If you're using shift-and-add for the multiplication (which is by no means the fastest way) you can do the modulo operation after each addition step. If the sum is greater than the modulus you then subtract the modulus. If you can predict the overflow, you can do the addition and subtraction at the same time. Doing the modulo at each step will also reduce the overall size of your multiplier (same length as input rather than double).
The shifting of the modulus you're doing is getting you most of the way towards a full division algorithm (modulo is just taking the remainder).
EDIT Here is my implementation in Python:
def mod_mul(a,b,m):
result = 0
a = a % m
b = b % m
while (b>0):
if (b&1)!=0:
result += a
if result >= m: result -= m
a = a << 1
if a>=m: a-= m
b = b>>1
return result
This is just modular multiplication (result = a*b mod m). The modulo operations at the top are not needed, but serve as a reminder that the algorithm assumes a and b are less than m.
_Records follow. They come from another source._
// SPDX-License-Identifier: MIT
// Copyright (c) 2026 Alfred Jean LLC

//! WebSocket hub implementation.
//!
//! Authenticates the upgrade request, then routes group membership and
//! invocations for each connection. Invocations come back out as events
//! fanned out to the target group.

use std::collections::HashSet;
use std::net::SocketAddr;

use futures_util::{SinkExt, StreamExt};
use tokio::net::{TcpListener, TcpStream};
use tokio::sync::broadcast::error::RecvError;
use tokio_tungstenite::tungstenite::handshake::server::{ErrorResponse, Request, Response};
use tokio_tungstenite::tungstenite::http::{header::AUTHORIZATION, StatusCode};
use tokio_tungstenite::tungstenite::Message;
use tracing::{debug, error, info, warn};

use fls_core::protocol::{ClientMessage, ServerMessage};

use crate::state::{Envelope, HubState};

type BoxError = Box<dyn std::error::Error + Send + Sync>;

/// Run the hub on the given address.
pub async fn run(addr: SocketAddr, state: HubState) -> Result<(), BoxError> {
    let listener = TcpListener::bind(addr).await?;
    info!("Listening on: {}", addr);
    serve(listener, state).await
}

/// Accept connections from an already bound listener until it fails.
pub async fn serve(listener: TcpListener, state: HubState) -> Result<(), BoxError> {
    loop {
        let (stream, peer_addr) = listener.accept().await?;
        let state = state.clone();

        tokio::spawn(async move {
            if let Err(e) = handle_connection(stream, peer_addr, state).await {
                error!("Connection error from {}: {}", peer_addr, e);
            }
        });
    }
}

/// Handle a single WebSocket connection.
pub(crate) async fn handle_connection(
    stream: TcpStream,
    peer_addr: SocketAddr,
    state: HubState,
) -> Result<(), BoxError> {
    let gate = state.clone();
    let check = move |request: &Request, response: Response| {
        let header = request
            .headers()
            .get(AUTHORIZATION)
            .and_then(|v| v.to_str().ok());
        if gate.authorize(header) {
            Ok(response)
        } else {
            Err(unauthorized())
        }
    };
    let ws_stream = match tokio_tungstenite::accept_hdr_async(stream, check).await {
        Ok(ws) => ws,
        Err(e) => {
            warn!("Rejected handshake from {}: {}", peer_addr, e);
            return Ok(());
        }
    };
    info!("New WebSocket connection from: {}", peer_addr);

    let (mut ws_sink, mut ws_stream) = ws_stream.split();
    let mut broadcast_rx = state.subscribe();
    let mut groups = HashSet::new();

    loop {
        tokio::select! {
            msg = ws_stream.next() => {
                match msg {
                    Some(Ok(Message::Text(text))) => {
                        let reply = match ClientMessage::from_json(&text) {
                            Ok(msg) => handle_client_message(msg, &state, &mut groups),
                            Err(e) => Some(ServerMessage::error(format!("invalid message: {}", e))),
                        };
                        if let Some(reply) = reply {
                            ws_sink.send(Message::Text(reply.to_json()?.into())).await?;
                        }
                    }
                    Some(Ok(Message::Close(_))) => {
                        info!("Client {} disconnected", peer_addr);
                        break;
                    }
                    Some(Ok(Message::Ping(data))) => {
                        ws_sink.send(Message::Pong(data)).await?;
                    }
                    Some(Ok(_)) => {}
                    Some(Err(e)) => {
                        error!("WebSocket error from {}: {}", peer_addr, e);
                        break;
                    }
                    None => {
                        info!("Client {} stream ended", peer_addr);
                        break;
                    }
                }
            }

            broadcast = broadcast_rx.recv() => {
                match broadcast {
                    Ok(envelope) => {
                        if !delivers_to(&envelope, &groups) {
                            continue;
                        }
                        let json = envelope.message.to_json()?;
                        if let Err(e) = ws_sink.send(Message::Text(json.into())).await {
                            warn!("Failed to send event to {}: {}", peer_addr, e);
                            break;
                        }
                    }
                    Err(RecvError::Lagged(n)) => {
                        warn!("Client {} lagged by {} messages", peer_addr, n);
                    }
                    Err(RecvError::Closed) => break,
                }
            }
        }
    }

    info!("Connection closed: {}", peer_addr);
    Ok(())
}

fn unauthorized() -> ErrorResponse {
    let mut response = ErrorResponse::new(Some("unauthorized".to_string()));
    *response.status_mut() = StatusCode::UNAUTHORIZED;
    response
}

/// Whether a connection in `groups` should receive `envelope`.
pub(crate) fn delivers_to(envelope: &Envelope, groups: &HashSet<String>) -> bool {
    match &envelope.group {
        Some(group) => groups.contains(group),
        None => true,
    }
}

/// Process a client message and return an optional direct reply.
///
/// `Invoke` is re-published as an event named after the method. The
/// target group is read from `args.group`; without one it goes to every
/// connection.
pub(crate) fn handle_client_message(
    msg: ClientMessage,
    state: &HubState,
    groups: &mut HashSet<String>,
) -> Option<ServerMessage> {
    debug!("Received message: {:?}", msg);

    match msg {
        ClientMessage::JoinGroup { group } => {
            debug!("Joined group {}", group);
            groups.insert(group);
            None
        }

        ClientMessage::LeaveGroup { group } => {
            debug!("Left group {}", group);
            groups.remove(&group);
            None
        }

        ClientMessage::Invoke { method, args } => {
            if method.is_empty() {
                return Some(ServerMessage::error("invoke requires a method name"));
            }
            let group = args
                .get("group")
                .and_then(|g| g.as_str())
                .map(str::to_string);
            let receivers = state.publish(group, ServerMessage::event(method, args));
            debug!("Published to {} connections", receivers);
            None
        }

        ClientMessage::Ping { id } => Some(ServerMessage::pong(id)),
    }
}
// SPDX-License-Identifier: MIT
// Copyright (c) 2026 Alfred Jean LLC

use super::Context;
use crate::cli::SubmitArgs;
use crate::error::Result;
use crate::sync::Submission;

/// Execute or queue one card action.
pub async fn run(ctx: &Context, args: SubmitArgs) -> Result<()> {
    let action = args.into_action()?;
    let kind = action.kind();

    let runtime = ctx.runtime()?;
    runtime.refresh_online().await;
    let submission = runtime.queue().submit(action).await?;

    println!(
        "{}",
        describe(kind, &submission, runtime.state().pending_actions())
    );
    Ok(())
}

pub(crate) fn describe(kind: &str, submission: &Submission, pending: usize) -> String {
    match submission.queued_id {
        Some(id) if !submission.executed_immediately => {
            format!("queued {} as #{} ({} pending)", kind, id, pending)
        }
        _ => format!("executed {}", kind),
    }
}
Of course for modular exponentiation you'll have an outer loop that does this entire operation at each step doing either squaring or multiplication. But I think you knew that.
For modulo itself, I'm not sure. For modulo as part of the larger modular exponential operation, did you look up Montgomery multiplication as mentioned in the wikipedia page on modular exponentiation? It's been a while since I've looked into this type of algorithm, but from what I recall, it's commonly used in fast modular exponentiation.
edit: for what it's worth, your modulo algorithm seems ok at first glance. You're basically doing division which is a repeated subtraction algorithm.
That test (modulus(n-1) != 1) //a bit test?
-seems redundant combined with (modulus<result).
Designing for hardware implementation i would be conscious of the smaller/greater than tests implying more logic (subtraction) than bitwise operations and branching on zero.
If we can do bitwise tests easily, this could be quick:
m=msb_of(modulus)
while( result>0 )
{
r=msb_of(result) //countdown from prev msb onto result
shift=r-m //countdown from r onto modulus or
//unroll the small subtraction
takeoff=(modulus<<(shift)) //or integrate this into count of shift
result=result-takeoff; //necessary subtraction
if(shift!=0 && result<0)
{ result=result+(takeoff>>1); }
} //endwhile
if(result==0) { return result }
else { return result+takeoff }
(code untested may contain gotchas)
result is repetively decremented by modulus shifted to match at most significant bits.
After each subtraction: result has a ~50/50 chance of loosing more than 1 msb. It also has ~50/50 chance of going negative,
addition of half what was subtracted will always put it into positive again. > it should be put back in positive if shift was not=0
The working loop exits when result is underrun and 'shift' was 0.